The existing services were not fit for purpose. There had been no serious accessibility thinking in what was already built, and the services were riddled with bugs making basic tasks difficult. The early testing was stark: buttons overlapping and impossible to click on mobile, colour contrast failing accessibility standards, broken links returning 404s across the site, and user journeys that gave no clear path to getting help when things went wrong.
There was also a lot of poor feedback from users on social media, which meant we were up against it from the start. The first move was implementing short-term fixes to stop the bleeding — winning back some basic trust while we worked on the bigger UX changes needed across the whole service.
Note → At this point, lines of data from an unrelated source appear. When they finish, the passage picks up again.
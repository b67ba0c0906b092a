use async_trait::async_trait;
use jobscout_core::{CrawlConfig, JobRecord, LlmConfig};
use jobscout_crawler::{
    CrawlError, CrawlOrchestrator, ErrorArtifact, FetchError, JsonArraySink, LlmExtractor,
    StaticFetcher, StopReason,
};
use jobscout_llm::{
    CompletionRequest, CompletionResponse, ExtractionOptions, JobExtractionPass, LlmProvider, Usage,
};
use jobscout_site::SiteDefinition;
use std::collections::VecDeque;
use std::sync::{Arc, Mutex};
use tempfile::TempDir;

const START: &str = "https://ph.jobstreet.com/jobs/";

struct ScriptedProvider {
    replies: Mutex<VecDeque<String>>,
}

impl ScriptedProvider {
    fn new(replies: &[&str]) -> Arc<Self> {
        Arc::new(Self {
            replies: Mutex::new(replies.iter().map(ToString::to_string).collect()),
        })
    }
}

#[async_trait]
impl LlmProvider for ScriptedProvider {
    async fn complete(&self, _request: CompletionRequest) -> jobscout_llm::Result<CompletionResponse> {
        let content = self
            .replies
            .lock()
            .expect("lock replies")
            .pop_front()
            .unwrap_or_else(|| "[]".to_string());
        Ok(CompletionResponse {
            content,
            model: "scripted".to_string(),
            stop_reason: Some("stop".to_string()),
            usage: Some(Usage {
                input_tokens: 900,
                output_tokens: 60,
            }),
        })
    }

    fn provider_id(&self) -> &str {
        "scripted"
    }

    fn model(&self) -> &str {
        "scripted"
    }
}

fn site() -> SiteDefinition {
    toml::from_str(
        r#"
        [site]
        id = "jobstreet-ph"
        name = "JobStreet Philippines"
        start_url = "https://ph.jobstreet.com/jobs/"
        allowed_domains = ["ph.jobstreet.com"]

        [listing]
        item = "article"

        [llm]
        container = "div.job-card, .job-listing"
        instruction = "Extract job listings with all fields from the HTML content."
        "#,
    )
    .expect("parse site definition")
}

const PAGE: &str = r#"<html><body>
    <div class="job-card"><h3>Engineer</h3><span>Acme</span><a href="/job/1">View</a></div>
</body></html>"#;

fn orchestrator(
    provider: Arc<ScriptedProvider>,
    fetcher: Arc<StaticFetcher>,
    max_pages: u32,
) -> CrawlOrchestrator {
    let site = Arc::new(site());
    let rules = Arc::new(jobscout_crawler::SiteRules::compile(&site).expect("compile rules"));
    let options = ExtractionOptions::from_config(
        &LlmConfig::default(),
        site.llm.container.clone(),
        site.llm.instruction.clone(),
    );
    let extractor = LlmExtractor::new(JobExtractionPass::new(provider, options), rules.clone());

    CrawlOrchestrator::new(site, rules, fetcher, Arc::new(extractor))
        .with_crawl_config(&CrawlConfig::default())
        .with_max_pages(max_pages)
}

#[tokio::test]
async fn test_llm_records_written_as_json_array() {
    let provider = ScriptedProvider::new(&[
        r#"{"jobs": [{"title": "Engineer", "company": "Acme", "location": "Makati",
                      "salary": "₱40,000–₱50,000", "description": "Build", "link": "/job/1"}]}"#,
    ]);
    let fetcher = Arc::new(StaticFetcher::new().with_page(START, PAGE));
    let dir = TempDir::new().expect("create temp dir");
    let output = dir.path().join("jobs_output.txt");
    let mut sink = JsonArraySink::new(&output);

    let report = orchestrator(provider, fetcher.clone(), 0)
        .run(&mut sink)
        .await
        .expect("extract");

    let records: Vec<JobRecord> =
        serde_json::from_str(&std::fs::read_to_string(&output).expect("read output"))
            .expect("parse output");
    assert_eq!(records.len(), 1);
    assert_eq!(records[0].url(), "https://ph.jobstreet.com/job/1");
    assert_eq!(records[0].salary(), "₱40,000–₱50,000");

    assert_eq!(report.extractor, "llm");
    assert_eq!(report.details_fetched, 0);
    assert_eq!(report.llm_usage.map(|u| u.total_tokens()), Some(960));
    assert_eq!(fetcher.requests(), vec![START.to_string()], "LLM records need no detail fetch");
}

#[tokio::test]
async fn test_invalid_llm_output_writes_error_artifact_and_no_records() {
    let raw = format!("Here are the jobs you asked for! {}", "z".repeat(3000));
    let provider = ScriptedProvider::new(&[&raw]);
    let fetcher = Arc::new(StaticFetcher::new().with_page(START, PAGE));
    let dir = TempDir::new().expect("create temp dir");
    let output = dir.path().join("jobs_output.txt");
    let error_log = dir.path().join("jobs_error_log.txt");
    let mut sink = JsonArraySink::new(&output);

    let err = orchestrator(provider, fetcher, 0)
        .run(&mut sink)
        .await
        .unwrap_err();

    assert!(matches!(err, CrawlError::Parse { .. }));
    assert_eq!(err.raw_output(), Some(raw.as_str()));

    let artifact = ErrorArtifact::new(&error_log, 2000);
    artifact.write(&err).expect("write artifact");

    assert!(!output.exists(), "no records file on parse failure");
    let log = std::fs::read_to_string(&error_log).expect("read error log");
    assert!(log.starts_with("JSON parsing failed. Raw output:"));
    assert!(log.contains(START));
    let excerpt: String = raw.chars().take(2000).collect();
    assert!(log.contains(&excerpt));
    assert!(!log.contains(&raw));
}

const FIRST_PAGE: &str = r#"<html><body>
    <div class="job-card"><h3>Engineer</h3><span>Acme</span><a href="/job/1">View</a></div>
    <a aria-label="Next" href="?page=2">Next</a>
</body></html>"#;

#[tokio::test]
async fn test_parse_failure_on_later_page_keeps_earlier_records() {
    let provider = ScriptedProvider::new(&[
        r#"{"jobs": [{"title": "Engineer", "company": "Acme", "link": "/job/1"}]}"#,
        "not json",
    ]);
    let fetcher = Arc::new(
        StaticFetcher::new()
            .with_page(START, FIRST_PAGE)
            .with_page("https://ph.jobstreet.com/jobs/?page=2", PAGE),
    );
    let dir = TempDir::new().expect("create temp dir");
    let output = dir.path().join("jobs_output.txt");
    let mut sink = JsonArraySink::new(&output);

    let err = orchestrator(provider, fetcher, 1)
        .run(&mut sink)
        .await
        .unwrap_err();

    assert!(matches!(err, CrawlError::Parse { .. }));
    assert_eq!(err.url(), Some("https://ph.jobstreet.com/jobs/?page=2"));
    assert_eq!(err.raw_output(), Some("not json"));

    let records: Vec<JobRecord> =
        serde_json::from_str(&std::fs::read_to_string(&output).expect("read output"))
            .expect("parse output");
    assert_eq!(records.len(), 1);
    assert_eq!(records[0].title(), "Engineer");
    assert_eq!(records[0].url(), "https://ph.jobstreet.com/job/1");
}

#[tokio::test]
async fn test_start_page_failure_leaves_previous_output() {
    let provider = ScriptedProvider::new(&[]);
    let fetcher = Arc::new(StaticFetcher::new().with_error(
        START,
        FetchError::Status {
            url: START.to_string(),
            status: 503,
        },
    ));
    let dir = TempDir::new().expect("create temp dir");
    let output = dir.path().join("jobs_output.txt");
    let previous = r#"[{"title": "From the last good run"}]"#;
    std::fs::write(&output, previous).expect("seed output");
    let mut sink = JsonArraySink::new(&output);

    let report = orchestrator(provider, fetcher, 0)
        .run(&mut sink)
        .await
        .expect("crawl");

    assert_eq!(report.stop_reason, StopReason::PageFailed);
    let failure = report.start_page_failure().expect("start page failure");
    assert_eq!(failure.url(), START);
    assert_eq!(
        std::fs::read_to_string(&output).expect("read output"),
        previous
    );

    let error_log = dir.path().join("jobs_error_log.txt");
    let err = CrawlError::Fetch(failure.clone());
    ErrorArtifact::new(&error_log, 2000)
        .write(&err)
        .expect("write artifact");
    let log = std::fs::read_to_string(&error_log).expect("read error log");
    assert!(log.starts_with("Crawling failed:"));
    assert!(log.contains(START));
}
I analysed the existing digital offering and put together a report on what was going wrong and why. From that, we worked with stakeholders to define what the future of the service should look like. The redesign addressed the accessibility failures directly — proper colour contrast, mobile-first interaction design, clear navigation, and a support page that simply hadn't existed before.
To underpin all of it, I built a design system from scratch. RCSLT had none previously, which meant inconsistencies had crept in across every surface. The system gave me and the developer a shared reference point and made it possible to introduce new components without creating new inconsistencies. Taking the client through why a design system matters — not just showing them the outputs — was part of the work too. More understanding from their side meant fewer last-minute changes and a better working environment for the team.
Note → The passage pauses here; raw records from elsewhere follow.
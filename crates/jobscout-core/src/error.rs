//! Core error types for JobScout.
//!
//! Subsystems carry their own error enums; these cover what lives in core.

use thiserror::Error;

/// Errors from core value types.
#[derive(Error, Debug)]
pub enum JobScoutError {
    /// A value failed validation (identifiers, constraints)
    #[error("validation error: {0}")]
    Validation(String),
}

/// Configuration-specific errors.
#[derive(Error, Debug)]
pub enum ConfigError {
    /// Failed to determine config directory path
    #[error("could not determine config directory (XDG base directories not available)")]
    NoConfigDir,

    /// Config file not found at an explicitly requested path
    #[error("config file not found at {path}")]
    NotFound {
        /// Path where config was expected
        path: String,
    },

    /// Failed to parse TOML
    #[error("failed to parse config TOML: {0}")]
    ParseError(#[from] toml::de::Error),

    /// Failed to serialize config
    #[error("failed to serialize config: {0}")]
    SerializeError(#[from] toml::ser::Error),

    /// I/O error reading/writing config
    #[error("I/O error: {0}")]
    Io(#[from] std::io::Error),

    /// Invalid configuration value
    #[error("invalid config value for {field}: {reason}")]
    InvalidValue {
        /// Field name
        field: String,
        /// Reason for invalidity
        reason: String,
    },
}

/// Result type alias using `JobScoutError`.
pub type Result<T> = std::result::Result<T, JobScoutError>;

/// Result type alias for configuration operations.
pub type ConfigResult<T> = std::result::Result<T, ConfigError>;
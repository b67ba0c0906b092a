//! JobScout LLM - chat-completion providers and the job extraction pass.
//!
//! Providers implement [`LlmProvider`]; [`OpenAiProvider`] covers any
//! OpenAI-compatible endpoint (the default configuration targets Groq) and
//! [`OllamaProvider`] a local Ollama. [`JobExtractionPass`] turns a listing
//! page into [`jobscout_core::JobRecord`]s.
//!
//! # Example
//!
//! ```rust,no_run
//! use jobscout_core::LlmConfig;
//! use jobscout_llm::{providers, ExtractionOptions, JobExtractionPass};
//! use url::Url;
//!
//! # async fn example(html: &str) -> Result<(), Box<dyn std::error::Error>> {
//! let config = LlmConfig::default();
//! let provider = providers::from_config(&config)?;
//! let options = ExtractionOptions::from_config(
//!     &config,
//!     "div.job-card, .job-listing",
//!     "Extract job listings with all fields from the HTML content.",
//! );
//!
//! let pass = JobExtractionPass::new(provider, options);
//! let outcome = pass.extract(html, &Url::parse("https://ph.jobstreet.com/jobs/")?).await?;
//! println!("{} jobs, {} tokens", outcome.records.len(), outcome.usage.total_tokens());
//! # Ok(())
//! # }
//! ```

#![warn(missing_docs)]
#![warn(clippy::all)]
#![warn(clippy::pedantic)]
#![allow(clippy::module_name_repetitions)]
#![allow(clippy::missing_errors_doc)]
#![allow(clippy::missing_panics_doc)]

pub mod error;
pub mod extraction;
pub mod provider;
pub mod providers;

// Re-export commonly used types
pub use error::{LlmError, Result};
pub use extraction::{ExtractionOptions, ExtractionOutcome, JobExtractionPass};
pub use provider::{
    CompletionRequest, CompletionResponse, LlmProvider, Message, ResponseFormat, Role, Usage,
};
pub use providers::{OllamaProvider, OpenAiProvider};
When we started, RCSLT's digital learning content was spread across multiple platforms. It was difficult to follow for users and a nightmare to manage on the back end — multiple systems needed for the same content. We undertook design research to understand both user and client needs, then brought everything onto a single new platform with a clear content structure. Using the design system, we could build, test, and iterate quickly. The result was one place for everything: easier to find, easier to use, and easier to maintain.
RCSLT needed to collect detailed, confidential data from speech and language professionals in their network every year. A single professional could face up to 10 separate forms. The whole process was paper based — sent out, filled in, sent back — which was slow, expensive, environmentally costly, and prone to errors that were hard to correct.
We designed and built a new data capture service, allowing professionals to complete forms securely online, with their data stored in RCSLT's Salesforce database. The new flow made it easy to return and update information, see what was outstanding, and understand what was being asked at each step. Errors dropped significantly. Admin time freed up. The design system kept the experience consistent with the rest of the service throughout.
Over two and a half years, I moved from lead UX designer into a delivery manager role as the design work matured and the focus shifted to database work and back-end improvements. I stayed involved in that side too — Salesforce, SQL queries, back-end code — which gave me a broader view of the project than a purely design role would have. It's the kind of project you don't often get: long enough to see the work land, iterate on it, and understand what the decisions actually meant for the people using it.